Look, AI’s the biggest platform shift since electricity lit up the night—wild, transformative, a force that could amplify human genius or swallow it whole. But this “Pro-Human” movement? It’s like the immune system kicking in, antibodies surging against a virus that’s already glitching kids’ lives and automating jobs into oblivion. I’ve been geeking out on AI’s promise for years, dreaming of it as rocket fuel for creativity. Yet here’s the thrill: this coalition isn’t anti-AI. They’re pro-future. Pro-us.
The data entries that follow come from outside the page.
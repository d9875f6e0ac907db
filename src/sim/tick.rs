//! Turn-based simulation tick
//!
//! One input event is resolved completely (player, robots, scoring, level
//! transition) before the next one is read. Nothing here blocks.

use super::player::{self, Command, PlayerAction};
use super::robots::{self, StepResult};
use super::state::{GameEvent, GamePhase, GameState, RepeatMode};
use super::level;

/// Input for a single tick
#[derive(Debug, Clone, Copy, PartialEq, Eq)]
pub enum TickInput {
    /// A decoded command
    Command(Command),
    /// The input wait timed out
    Idle,
}

/// What a tick did, for the caller's bookkeeping
#[derive(Debug, Clone, Default, PartialEq, Eq)]
pub struct TickSummary {
    /// Whether any simulation state changed
    pub acted: bool,
    /// Points gained or lost this tick
    pub score_delta: i64,
    /// Whether the robots took a step
    pub robots_moved: bool,
    pub wave_cleared: bool,
}

/// Advance the game by one input event
pub fn tick(state: &mut GameState, input: TickInput) -> TickSummary {
    let mut summary = TickSummary::default();
    if state.phase != GamePhase::Playing {
        return summary;
    }

    state.events.clear();
    state.ledger.begin_tick();

    let Some((command, repeat)) = player::next_command(state, input) else {
        summary.acted = !state.events.is_empty();
        return summary;
    };
    summary.acted = true;

    let action = player::apply_command(state, command, repeat);
    player::update_repeat(state, command, action);

    match action {
        PlayerAction::NoTurn => {}
        PlayerAction::Quit => {
            log::info!("Player quit at level {}", state.level.number);
            state.phase = GamePhase::Quit;
        }
        PlayerAction::Eliminated { .. } => end_game(state),
        PlayerAction::TurnTaken(_) => {
            match robots::step_robots(state, repeat) {
                StepResult::PlayerKilled { .. } => end_game(state),
                StepResult::WaveCleared => {
                    let bonus = robots::wave_bonus(state);
                    let points = state.ledger.record(bonus, repeat);
                    let cleared = state.level.number;
                    log::info!("Level {} cleared, bonus {}", cleared, points);
                    level::start_level(state, false);
                    state.push_event(GameEvent::WaveCleared {
                        level: cleared,
                        bonus: points,
                    });
                    summary.wave_cleared = true;
                    summary.robots_moved = true;
                }
                StepResult::Advanced => summary.robots_moved = true,
                StepResult::Frozen { .. } => {}
            }
        }
    }

    summary.score_delta = state.ledger.tick_delta();
    summary
}

fn end_game(state: &mut GameState) {
    log::info!(
        "Game over at level {} with score {}",
        state.level.number,
        state.score()
    );
    state.repeat = RepeatMode::Off;
    state.phase = GamePhase::GameOver;
}

#[cfg(test)]
mod tests {
    use super::*;
    use crate::consts::EMP_COOLDOWN_TICKS;
    use crate::settings::{Settings, Skill};
    use crate::sim::map::Arena;
    use crate::sim::player::Direction;
    use crate::sim::state::{Coord, EntityKind, Rules};

    fn bare_state(rows: i32, cols: i32, player: Coord) -> GameState {
        let rules = Rules {
            arena: Arena::new(rows, cols),
            start_robots: 5,
            robots_per_level: 1,
            teleports: 3,
            skill: Skill::Normal,
        };
        let mut state = GameState::empty(rules, 11);
        state.map.clear(state.player);
        state.player = player;
        state.map.place(player, EntityKind::Player);
        state.full_redraw = false;
        state
    }

    fn cmd(command: Command) -> TickInput {
        TickInput::Command(command)
    }

    #[test]
    fn test_wall_bump_costs_25_and_keeps_position() {
        let mut state = bare_state(9, 9, Coord::new(1, 5));
        state.map.place(Coord::new(9, 9), EntityKind::Robot);

        let summary = tick(&mut state, cmd(Command::Move(Direction::North)));

        assert_eq!(state.player, Coord::new(1, 5));
        assert_eq!(summary.score_delta, -25);
        assert!(summary.robots_moved);
        assert_eq!(state.map.occupant_at(Coord::new(8, 8)), Some(EntityKind::Robot));
    }

    #[test]
    fn test_converging_robots_score_twenty() {
        let mut state = bare_state(5, 5, Coord::new(1, 1));
        state.map.place(Coord::new(1, 3), EntityKind::Robot);
        state.map.place(Coord::new(2, 3), EntityKind::Robot);
        state.map.place(Coord::new(5, 5), EntityKind::Robot);

        let summary = tick(&mut state, cmd(Command::Wait));

        assert_eq!(state.map.occupant_at(Coord::new(1, 2)), Some(EntityKind::Junk));
        assert_eq!(summary.score_delta, 20);
        assert!(!summary.wave_cleared);
    }

    #[test]
    fn test_emp_freezes_for_three_ticks() {
        let mut state = bare_state(20, 20, Coord::new(10, 10));
        let robots = [(1, 1), (1, 20), (20, 1), (20, 20)];
        for (row, col) in robots {
            state.map.place(Coord::new(row, col), EntityKind::Robot);
        }

        let summary = tick(&mut state, cmd(Command::ActivateEmp));
        assert_eq!(summary.score_delta, -20);
        assert!(!summary.robots_moved);
        assert_eq!(state.level.emp_cooldown, EMP_COOLDOWN_TICKS);

        for _ in 0..3 {
            let summary = tick(&mut state, cmd(Command::Wait));
            assert!(!summary.robots_moved);
            for (row, col) in robots {
                assert_eq!(state.map.occupant_at(Coord::new(row, col)), Some(EntityKind::Robot));
            }
        }
        assert_eq!(state.level.emp_cooldown, 0);

        let summary = tick(&mut state, cmd(Command::Wait));
        assert!(summary.robots_moved);
        assert_eq!(state.map.occupant_at(Coord::new(2, 2)), Some(EntityKind::Robot));
        assert_eq!(state.map.occupant_at(Coord::new(19, 19)), Some(EntityKind::Robot));
    }

    #[test]
    fn test_wave_clear_awards_bonus_and_starts_next_level() {
        let mut state = bare_state(20, 60, Coord::new(10, 30));
        state.map.place(Coord::new(10, 27), EntityKind::Robot);
        state.map.place(Coord::new(10, 28), EntityKind::Junk);
        state.level.teleports = 2;

        let summary = tick(&mut state, cmd(Command::Wait));

        assert!(summary.wave_cleared);
        // +10 for the junked robot, then 10 * 2 teleports + 25 for the unused EMP
        assert_eq!(summary.score_delta, 10 + 45);
        assert_eq!(state.level.number, 2);
        assert_eq!(state.map.count(EntityKind::Robot), 6);
        assert_eq!(state.level.teleports, 3);
        assert!(state.full_redraw);
        assert!(matches!(
            state.events.last(),
            Some(GameEvent::WaveCleared { level: 1, bonus: 45 })
        ));
    }

    #[test]
    fn test_robot_catches_player_ends_game() {
        let mut state = bare_state(9, 9, Coord::new(5, 5));
        state.map.place(Coord::new(3, 3), EntityKind::Robot);

        tick(&mut state, cmd(Command::Move(Direction::NorthWest)));

        assert_eq!(state.phase, GamePhase::GameOver);
        assert_eq!(state.map.occupant_at(Coord::new(4, 4)), Some(EntityKind::Debris));

        // Further input is ignored
        let summary = tick(&mut state, cmd(Command::Wait));
        assert_eq!(summary, TickSummary::default());
    }

    #[test]
    fn test_rejected_actions_do_not_advance_robots() {
        let mut state = bare_state(9, 9, Coord::new(5, 5));
        let robot = Coord::new(1, 1);
        state.map.place(robot, EntityKind::Robot);
        state.level.teleports = 0;

        for input in [Command::Teleport, Command::Invalid] {
            let summary = tick(&mut state, cmd(input));
            assert!(summary.acted);
            assert!(!summary.robots_moved);
            assert_eq!(summary.score_delta, 0);
        }
        assert_eq!(state.map.occupant_at(robot), Some(EntityKind::Robot));
        assert_eq!(state.message, "No-op");
    }

    #[test]
    fn test_idle_ticks_drive_repeat_until_blocked() {
        let mut state = bare_state(9, 9, Coord::new(5, 2));
        state.map.place(Coord::new(9, 9), EntityKind::Robot);
        state.map.place(Coord::new(1, 9), EntityKind::Robot);

        assert!(!tick(&mut state, TickInput::Idle).acted);
        tick(&mut state, cmd(Command::ToggleRepeat));
        assert_eq!(state.repeat, RepeatMode::Armed);

        tick(&mut state, cmd(Command::Move(Direction::West)));
        assert_eq!(state.player, Coord::new(5, 1));
        assert_eq!(state.repeat, RepeatMode::Active(Command::Move(Direction::West)));

        // The wall stops the run: halved penalty, repeat cleared
        let summary = tick(&mut state, TickInput::Idle);
        assert!(summary.acted);
        assert_eq!(summary.score_delta, -5);
        assert_eq!(state.repeat, RepeatMode::Off);

        assert!(!tick(&mut state, TickInput::Idle).acted);
    }

    #[test]
    fn test_quit() {
        let mut state = bare_state(9, 9, Coord::new(5, 5));
        tick(&mut state, cmd(Command::Quit));
        assert_eq!(state.phase, GamePhase::Quit);
    }

    #[test]
    fn test_single_player_invariant_over_a_game() {
        let rules = Settings::default().rules();
        let mut state = GameState::new(rules, 8080);
        let script = [
            Command::Move(Direction::North),
            Command::Wait,
            Command::Teleport,
            Command::Move(Direction::SouthEast),
            Command::ActivateEmp,
            Command::Wait,
            Command::Move(Direction::West),
            Command::Teleport,
            Command::Wait,
            Command::Wait,
        ];
        for command in script.iter().cycle().take(200) {
            tick(&mut state, cmd(*command));
            if state.phase != GamePhase::Playing {
                break;
            }
            assert_eq!(state.map.count(EntityKind::Player), 1);
            assert_eq!(state.map.occupant_at(state.player), Some(EntityKind::Player));
        }
    }

    #[test]
    fn test_determinism() {
        let rules = Settings::default().rules();
        let mut state1 = GameState::new(rules.clone(), 99999);
        let mut state2 = GameState::new(rules, 99999);
        let inputs = [
            cmd(Command::Move(Direction::East)),
            cmd(Command::Teleport),
            TickInput::Idle,
            cmd(Command::Wait),
            cmd(Command::Move(Direction::South)),
        ];
        for input in inputs {
            tick(&mut state1, input);
            tick(&mut state2, input);
        }
        assert_eq!(state1.player, state2.player);
        assert_eq!(state1.score(), state2.score());
        let cells1: Vec<_> = state1.map.occupied().collect();
        let cells2: Vec<_> = state2.map.occupied().collect();
        assert_eq!(cells1, cells2);
    }
}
“The pro-human movement is an immune response to Silicon Valley’s reckless race-to-replace humans,” said FLI President and CEO, Anthony Aguirre. “AI companies have already rushed to deploy systems which have harmed children and ruined lives at a disturbing scale.”
Bam. That’s the fire. And it’s not hype—it’s happening. SAG-AFTRA, AFL-CIO Tech Institute, Institute for Family Studies, Public Citizen. The list sprawls like a family reunion nobody saw coming, all ratifying 33 principles across five themes: Keeping Humans in Charge, Avoiding Concentration of Power, Protecting the Human Experience, Human Agency and Liberty, Responsibility and Accountability for AI Companies.
No AI personhood. Mandatory “bot-or-not” labels. Criminal liability for execs if their bots wreck lives. Imagine scrolling Instagram, spotting a chatty influencer—bam, label says bot. No more catfishing your emotions.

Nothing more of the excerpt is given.